If you think of your website as your shop front, and many of Browser Media’s clients do, you’ll have the mindset that every visitor is a potential customer. Maybe not on their first visit, maybe not on their second visit, but if they’re “coming into your shop” they’re showing an interest in what you do in one way or another. When you visualise it like that, it can be difficult to get your head around the fact that the vast majority of your potential customers do in fact leave without converting. If you had 200 people come to your shop, and 196 of them left without purchasing, you’d be worried you’re doing something wrong.
Well, maybe you are.
When I send out my progress reports to clients, there are a handful of metrics I obviously include. One of those is user numbers, another is session numbers, and then there’s conversions and conversion rate. While it’s important to measure traffic, it’s really more about quality over quantity. Instead of obsessing over small fluctuations in traffic, time would be far better spent focusing on the conversion rate, the most important part of the sales funnel, to uncover an opportunity to improve.
Delivering a targeted message
Going back to that shop analogy; if you think of the content on your website as the salesperson dealing with your potential customer, there are two ways you can go:
Passive: Super-conscious of being super-sales-y, the passive salesperson is non-aggressive, waiting for the right customer to come to them before gently guiding them toward the service or product they probably already knew they wanted.
Pushy: Highly driven by the sale, a pushy salesperson is motivated by results and will stop at nothing to achieve their goal. Their enthusiasm can be seen as forceful or desperate, and comes at the expense of the customer experience.
The “right” salesperson is almost a blend of the two; results-driven, but eager to build a relationship and to understand their customer so they can find out what they truly need before offering it to them. That’s how your site’s copy should read.
What do we know about potential customers, and how does that help?

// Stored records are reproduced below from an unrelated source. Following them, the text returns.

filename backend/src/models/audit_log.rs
use chrono::{DateTime, Utc};
use serde::{Deserialize, Serialize};
use serde_json::Value;
use sqlx::{types::Json, FromRow};

/// A persisted row of `audit_logs`.
#[derive(Debug, Clone, Serialize, Deserialize, FromRow)]
pub struct AuditLog {
    pub id: i64,
    pub user_id: Option<i64>,
    pub event_type: String,
    pub table_name: String,
    pub record_id: i64,
    pub old_values: Option<Json<Value>>,
    pub new_values: Option<Json<Value>>,
    pub ip_address: Option<String>,
    pub user_agent: Option<String>,
    pub created_at: DateTime<Utc>,
}
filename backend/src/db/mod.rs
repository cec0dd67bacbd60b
pub mod connection;
//! Asynchronous audit-event pipeline.
//!
//! Request handlers enqueue [`AuditEvent`]s through an [`AuditProducer`] without ever
//! blocking. A fixed pool of workers pulls from the shared ingestion queue, batches
//! events locally and commits each batch through the [`BatchCommitter`]. A dedicated
//! worker commits pre-formed batches. [`AuditPipeline::stop`] cancels every worker,
//! waits for them to drain and exit, and accounts for anything left behind.

pub mod accumulator;
pub mod committer;
pub mod producer;
pub mod stats;
mod worker;

use async_channel::{Receiver, Sender};
use std::sync::Arc;
use tokio::task::JoinSet;
use tokio_util::sync::CancellationToken;

use crate::config::AuditPipelineConfig;
use crate::models::audit_event::AuditEvent;
use crate::services::audit_store::AuditStore;

pub use accumulator::BatchAccumulator;
pub use committer::{BatchCommitter, CommitMode, CommitReport};
pub use producer::AuditProducer;
pub use stats::{PipelineStats, PipelineStatsSnapshot};

use worker::{BatchWorker, EventWorker};

pub struct AuditPipeline {
    config: AuditPipelineConfig,
    committer: Arc<BatchCommitter>,
    stats: Arc<PipelineStats>,
    events_tx: Sender<AuditEvent>,
    events_rx: Receiver<AuditEvent>,
    batches_tx: Sender<Vec<AuditEvent>>,
    batches_rx: Receiver<Vec<AuditEvent>>,
    shutdown: CancellationToken,
    workers: JoinSet<()>,
    running: bool,
}

impl AuditPipeline {
    /// Builds the queues and committer. Nothing runs until [`start`](Self::start);
    /// events enqueued before then wait in the queue.
    pub fn new(config: AuditPipelineConfig, store: Arc<dyn AuditStore>) -> Self {
        let config = config.normalized();
        let stats = Arc::new(PipelineStats::default());
        let committer = Arc::new(BatchCommitter::new(store, stats.clone()));
        let (events_tx, events_rx) = async_channel::bounded(config.queue_capacity);
        let (batches_tx, batches_rx) = async_channel::bounded(config.batch_queue_capacity);

        Self {
            config,
            committer,
            stats,
            events_tx,
            events_rx,
            batches_tx,
            batches_rx,
            shutdown: CancellationToken::new(),
            workers: JoinSet::new(),
            running: false,
        }
    }

    pub fn producer(&self) -> AuditProducer {
        AuditProducer::new(
            self.events_tx.clone(),
            self.batches_tx.clone(),
            self.stats.clone(),
        )
    }

    pub fn config(&self) -> &AuditPipelineConfig {
        &self.config
    }

    pub fn stats(&self) -> PipelineStatsSnapshot {
        self.stats.snapshot()
    }

    pub fn is_running(&self) -> bool {
        self.running
    }

    /// Spawns the event workers and the batch worker on the current Tokio runtime.
    pub fn start(&mut self) {
        if self.running {
            tracing::warn!("Audit pipeline already started");
            return;
        }

        for worker_id in 0..self.config.worker_count {
            let worker = EventWorker::new(
                worker_id,
                self.events_rx.clone(),
                self.committer.clone(),
                self.shutdown.clone(),
                self.config.batch_size,
                self.config.flush_interval(),
            );
            self.workers.spawn(worker.run());
        }

        let batch_worker = BatchWorker::new(
            self.batches_rx.clone(),
            self.committer.clone(),
            self.shutdown.clone(),
        );
        self.workers.spawn(batch_worker.run());
        self.running = true;

        tracing::info!(
            worker_count = self.config.worker_count,
            queue_capacity = self.config.queue_capacity,
            batch_queue_capacity = self.config.batch_queue_capacity,
            batch_size = self.config.batch_size,
            flush_interval_ms = self.config.flush_interval_ms,
            "Audit pipeline started"
        );
    }

    /// Signals every worker, waits until all of them have drained and exited, then
    /// closes the queues. Events that no worker picked up are logged and counted as
    /// dropped.
    pub async fn stop(mut self) -> PipelineStatsSnapshot {
        self.shutdown.cancel();

        while let Some(result) = self.workers.join_next().await {
            if let Err(err) = result {
                tracing::error!(error = %err, "Audit worker terminated abnormally");
            }
        }
        self.running = false;

        self.events_tx.close();
        self.batches_tx.close();
        self.discard_stranded();

        let snapshot = self.stats.snapshot();
        tracing::info!(
            enqueued = snapshot.enqueued,
            persisted = snapshot.persisted,
            failed = snapshot.failed,
            dropped = snapshot.dropped,
            batches = snapshot.batches,
            "Audit pipeline stopped"
        );
        snapshot
    }

    fn discard_stranded(&self) {
        let mut stranded = 0usize;
        while let Ok(event) = self.events_rx.try_recv() {
            tracing::debug!(
                event_type = %event.kind(),
                table_name = event.resource_type(),
                record_id = event.resource_id(),
                "Discarding audit event left in queue"
            );
            stranded += 1;
        }
        while let Ok(batch) = self.batches_rx.try_recv() {
            stranded += batch.len();
        }

        if stranded > 0 {
            tracing::warn!(
                stranded,
                "Audit events were still queued after shutdown and have been dropped"
            );
            self.stats.record_dropped(stranded as u64);
        }
    }
}

// Dropping the `JoinSet` aborts every worker, so nothing is drained here.
impl Drop for AuditPipeline {
    fn drop(&mut self) {
        if self.running {
            tracing::warn!(
                queued = self.events_rx.len(),
                "Audit pipeline dropped without stop; workers aborted and queued audit events lost"
            );
        }
    }
}

/// Builds and starts a pipeline. Called once at process startup.
pub fn start_pipeline(config: AuditPipelineConfig, store: Arc<dyn AuditStore>) -> AuditPipeline {
    let mut pipeline = AuditPipeline::new(config, store);
    pipeline.start();
    pipeline
}

/// Stops a pipeline started with [`start_pipeline`]. Called once at process shutdown.
pub async fn stop_pipeline(pipeline: AuditPipeline) -> PipelineStatsSnapshot {
    pipeline.stop().await
}
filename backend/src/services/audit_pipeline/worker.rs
use async_channel::Receiver;
use std::sync::Arc;
use std::time::Duration;
use tokio::time::Instant;
use tokio_util::sync::CancellationToken;

use crate::models::audit_event::AuditEvent;

use super::accumulator::BatchAccumulator;
use super::committer::BatchCommitter;

#[derive(Debug, Clone, Copy)]
enum FlushTrigger {
    Size,
    Timer,
    Shutdown,
    QueueClosed,
}

impl FlushTrigger {
    fn as_str(self) -> &'static str {
        match self {
            FlushTrigger::Size => "size",
            FlushTrigger::Timer => "timer",
            FlushTrigger::Shutdown => "shutdown",
            FlushTrigger::QueueClosed => "queue_closed",
        }
    }
}

/// Pulls events off the shared queue and flushes them in size- or time-bounded batches.
pub(crate) struct EventWorker {
    id: usize,
    events: Receiver<AuditEvent>,
    committer: Arc<BatchCommitter>,
    shutdown: CancellationToken,
    batch: BatchAccumulator,
    flush_interval: Duration,
}

impl EventWorker {
    pub(crate) fn new(
        id: usize,
        events: Receiver<AuditEvent>,
        committer: Arc<BatchCommitter>,
        shutdown: CancellationToken,
        batch_size: usize,
        flush_interval: Duration,
    ) -> Self {
        Self {
            id,
            events,
            committer,
            shutdown,
            batch: BatchAccumulator::new(batch_size),
            flush_interval,
        }
    }

    pub(crate) async fn run(mut self) {
        tracing::debug!(worker_id = self.id, "Audit worker started");

        let timer = tokio::time::sleep(self.flush_interval);
        tokio::pin!(timer);

        loop {
            tokio::select! {
                biased;

                () = self.shutdown.cancelled() => {
                    self.drain().await;
                    break;
                }
                () = &mut timer => {
                    self.flush(FlushTrigger::Timer).await;
                    timer.as_mut().reset(Instant::now() + self.flush_interval);
                }
                received = self.events.recv() => match received {
                    Ok(event) => {
                        if let Some(batch) = self.batch.push(event) {
                            self.commit(batch, FlushTrigger::Size).await;
                            timer.as_mut().reset(Instant::now() + self.flush_interval);
                        }
                    }
                    Err(_) => {
                        self.flush(FlushTrigger::QueueClosed).await;
                        break;
                    }
                },
            }
        }

        tracing::debug!(worker_id = self.id, "Audit worker stopped");
    }

    /// Empties whatever is still queued into local batches, then flushes the remainder once.
    async fn drain(&mut self) {
        let mut drained = 0usize;
        while let Ok(event) = self.events.try_recv() {
            drained += 1;
            if let Some(batch) = self.batch.push(event) {
                self.commit(batch, FlushTrigger::Shutdown).await;
            }
        }
        if drained > 0 {
            tracing::debug!(
                worker_id = self.id,
                drained,
                "Drained queued audit events on shutdown"
            );
        }
        self.flush(FlushTrigger::Shutdown).await;
    }

    async fn flush(&mut self, trigger: FlushTrigger) {
        if let Some(batch) = self.batch.take() {
            self.commit(batch, trigger).await;
        }
    }

    async fn commit(&self, batch: Vec<AuditEvent>, trigger: FlushTrigger) {
        let oldest_age_ms = batch
            .first()
            .map(|event| event.age().as_millis() as u64)
            .unwrap_or_default();
        tracing::debug!(
            worker_id = self.id,
            batch_len = batch.len(),
            trigger = trigger.as_str(),
            oldest_age_ms,
            "Flushing audit batch"
        );
        self.committer.commit(&batch).await;
    }
}

/// Commits pre-formed batches submitted through the batch queue.
pub(crate) struct BatchWorker {
    batches: Receiver<Vec<AuditEvent>>,
    committer: Arc<BatchCommitter>,
    shutdown: CancellationToken,
}

impl BatchWorker {
    pub(crate) fn new(
        batches: Receiver<Vec<AuditEvent>>,
        committer: Arc<BatchCommitter>,
        shutdown: CancellationToken,
    ) -> Self {
        Self {
            batches,
            committer,
            shutdown,
        }
    }

    pub(crate) async fn run(self) {
        tracing::debug!("Audit batch worker started");

        loop {
            tokio::select! {
                biased;

                () = self.shutdown.cancelled() => {
                    while let Ok(batch) = self.batches.try_recv() {
                        self.committer.commit(&batch).await;
                    }
                    break;
                }
                received = self.batches.recv() => match received {
                    Ok(batch) => {
                        self.committer.commit(&batch).await;
                    }
                    Err(_) => break,
                },
            }
        }

        tracing::debug!("Audit batch worker stopped");
    }
}
use chrono::{DateTime, TimeDelta, Utc};
use sqlx::PgPool;

use crate::{config::Config, repositories::audit_log};

/// How long persisted audit rows are kept.
#[derive(Debug, Clone, Copy, PartialEq, Eq)]
pub enum AuditLogRetentionPolicy {
    Forever,
    Days(i64),
}

impl AuditLogRetentionPolicy {
    pub fn from_config(config: &Config) -> Self {
        if config.audit_log_retention_forever {
            AuditLogRetentionPolicy::Forever
        } else {
            AuditLogRetentionPolicy::Days(config.audit_log_retention_days)
        }
    }

    /// Rows created before the returned instant are eligible for deletion.
    ///
    /// `None` means no row can be old enough, either because logs are kept forever or
    /// because the window reaches past the earliest representable timestamp.
    pub fn cutoff(&self, now: DateTime<Utc>) -> Option<DateTime<Utc>> {
        match self {
            AuditLogRetentionPolicy::Forever => None,
            AuditLogRetentionPolicy::Days(days) => TimeDelta::try_days(*days)
                .and_then(|window| now.checked_sub_signed(window)),
        }
    }
}

#[derive(Debug, Clone)]
pub struct AuditLogService {
    pool: PgPool,
}

impl AuditLogService {
    pub fn new(pool: PgPool) -> Self {
        Self { pool }
    }

    pub async fn delete_logs_before(&self, cutoff: DateTime<Utc>) -> Result<u64, sqlx::Error> {
        audit_log::delete_audit_logs_before(&self.pool, cutoff).await
    }

    /// Applies the retention policy, returning how many rows were removed.
    pub async fn apply_retention(
        &self,
        policy: AuditLogRetentionPolicy,
        now: DateTime<Utc>,
    ) -> Result<u64, sqlx::Error> {
        match policy.cutoff(now) {
            Some(cutoff) => self.delete_logs_before(cutoff).await,
            None => Ok(0),
        }
    }
}
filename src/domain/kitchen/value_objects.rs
use serde::{Deserialize, Serialize};
use std::fmt;
use std::str::FromStr;

use super::errors::InventoryError;

// ============================================================================
// Kitchen Value Objects
// ============================================================================

#[derive(Debug, Clone, Copy, PartialEq, Eq, Hash, PartialOrd, Ord, Serialize, Deserialize)]
#[serde(rename_all = "SCREAMING_SNAKE_CASE")]
pub enum Ingredient {
    Dough,
    TomatoSauce,
    Mozzarella,
    Pepperoni,
    Mushrooms,
    Olives,
    BellPepper,
    Onion,
    Ham,
    Pineapple,
    Bacon,
    Basil,
}

impl Ingredient {
    /// Every ingredient, in declaration order
    pub const ALL: [Ingredient; 12] = [
        Ingredient::Dough,
        Ingredient::TomatoSauce,
        Ingredient::Mozzarella,
        Ingredient::Pepperoni,
        Ingredient::Mushrooms,
        Ingredient::Olives,
        Ingredient::BellPepper,
        Ingredient::Onion,
        Ingredient::Ham,
        Ingredient::Pineapple,
        Ingredient::Bacon,
        Ingredient::Basil,
    ];

    pub fn name(&self) -> &'static str {
        match self {
            Ingredient::Dough => "DOUGH",
            Ingredient::TomatoSauce => "TOMATO_SAUCE",
            Ingredient::Mozzarella => "MOZZARELLA",
            Ingredient::Pepperoni => "PEPPERONI",
            Ingredient::Mushrooms => "MUSHROOMS",
            Ingredient::Olives => "OLIVES",
            Ingredient::BellPepper => "BELL_PEPPER",
            Ingredient::Onion => "ONION",
            Ingredient::Ham => "HAM",
            Ingredient::Pineapple => "PINEAPPLE",
            Ingredient::Bacon => "BACON",
            Ingredient::Basil => "BASIL",
        }
    }
}

impl fmt::Display for Ingredient {
    fn fmt(&self, f: &mut fmt::Formatter<'_>) -> fmt::Result {
        f.write_str(self.name())
    }
}

impl FromStr for Ingredient {
    type Err = InventoryError;

    /// Parses an ingredient name, ignoring case ("dough" == "DOUGH")
    fn from_str(s: &str) -> Result<Self, Self::Err> {
        let upper = s.to_uppercase();
        Ingredient::ALL
            .into_iter()
            .find(|ingredient| ingredient.name() == upper)
            .ok_or_else(|| InventoryError::UnknownIngredient(s.to_string()))
    }
}

/// A named pizza and the ingredients one pizza consumes.
///
/// Quantities are strictly positive. Recipes are only built as static data
/// in the catalog, so the slice order is the order ingredients are checked
/// and consumed in.
#[derive(Debug, Clone, Copy, PartialEq, Eq)]
pub struct Recipe {
    pub name: &'static str,
    pub ingredients: &'static [(Ingredient, u32)],
}

impl Recipe {
    #[allow(dead_code)]
    pub fn required(&self, ingredient: Ingredient) -> u32 {
        self.ingredients
            .iter()
            .find(|(i, _)| *i == ingredient)
            .map(|(_, quantity)| *quantity)
            .unwrap_or(0)
    }
}

// ============================================================================
// Unit Tests
// ============================================================================
use anyhow::{Context, Result};
use std::net::{IpAddr, Ipv4Addr, SocketAddr};

// ============================================================================
// Service Configuration
// ============================================================================
//
// Only transport settings are configurable. Recipes and the initial stock
// are compiled in.
//
// ============================================================================

pub const DEFAULT_API_PORT: u16 = 8080;
pub const DEFAULT_METRICS_PORT: u16 = 9090;
pub const DEFAULT_LOG_FILTER: &str = "info,cooking_agent=debug";

const HOST_VAR: &str = "COOKING_AGENT_HOST";
const PORT_VAR: &str = "COOKING_AGENT_PORT";
const METRICS_PORT_VAR: &str = "COOKING_AGENT_METRICS_PORT";

#[derive(Debug, Clone, PartialEq)]
pub struct Config {
    pub api_addr: SocketAddr,
    pub metrics_addr: SocketAddr,
    /// Used when RUST_LOG is unset
    pub default_log_filter: String,
}

impl Default for Config {
    fn default() -> Self {
        let host = IpAddr::V4(Ipv4Addr::UNSPECIFIED);
        Self {
            api_addr: SocketAddr::new(host, DEFAULT_API_PORT),
            metrics_addr: SocketAddr::new(host, DEFAULT_METRICS_PORT),
            default_log_filter: DEFAULT_LOG_FILTER.to_string(),
        }
    }
}

impl Config {
    pub fn from_env() -> Result<Self> {
        Self::from_lookup(|key| std::env::var(key).ok())
    }

    fn from_lookup(lookup: impl Fn(&str) -> Option<String>) -> Result<Self> {
        let mut config = Self::default();

        if let Some(host) = lookup(HOST_VAR) {
            let host: IpAddr = host
                .parse()
                .with_context(|| format!("{} is not an IP address: {:?}", HOST_VAR, host))?;
            config.api_addr.set_ip(host);
            config.metrics_addr.set_ip(host);
        }

        if let Some(port) = lookup(PORT_VAR) {
            config.api_addr.set_port(parse_port(PORT_VAR, &port)?);
        }

        if let Some(port) = lookup(METRICS_PORT_VAR) {
            config.metrics_addr.set_port(parse_port(METRICS_PORT_VAR, &port)?);
        }

        Ok(config)
    }
}

fn parse_port(var: &str, value: &str) -> Result<u16> {
    value
        .parse()
        .with_context(|| format!("{} is not a valid port: {:?}", var, value))
}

Digital marketers can segment website visitors based on loads of different metrics: where they came from, whether they’ve visited before, which pages of the site they went to, how many pages they saw, and if they were on mobile or desktop. E-commerce sites also know if that visitor put anything in their basket. That information can be used to craft different messages for a more targeted or personalised experience – maybe you’re using a pop-up to engage new visitors? Well, the messaging of said pop-up could differ depending on what you know about that visitor:
Where they came from: Say this visitor came from a Facebook ad promoting a pair of boots. Try including the boots in your message.
Whether they’ve visited before: If they’ve been to your site previously, but didn’t convert, welcome them back.
Which pages of the site they went to, and how many they saw: Not all visitors are ready to convert. If they’re reading your blog posts, invite them to join your mailing list.
Whether they’re on mobile or desktop: If they’re out and about, your visitor will appreciate more succinct messaging.
These messages can be used in multiple ways, too. Not just pop-ups (people have mixed feelings about pop-ups), they could be echoed through banners that appear after a certain trigger such as visiting a certain page or scrolling to a certain point on a page. The messaging could be used in remarketing, in promotional video, even in your site’s Live Chat functionality.
How to start using targeted messaging on your website
If you’re new to this personalisation game, then I’d test the water first. Identify a popular audience segment you’d really like to engage with, and draft messaging just for them. Then you can test it in different forms, with different wording, at different times and see how it works out for you. Then you can roll it out to other visitors, and get some serious conversion rate optimisation testing going.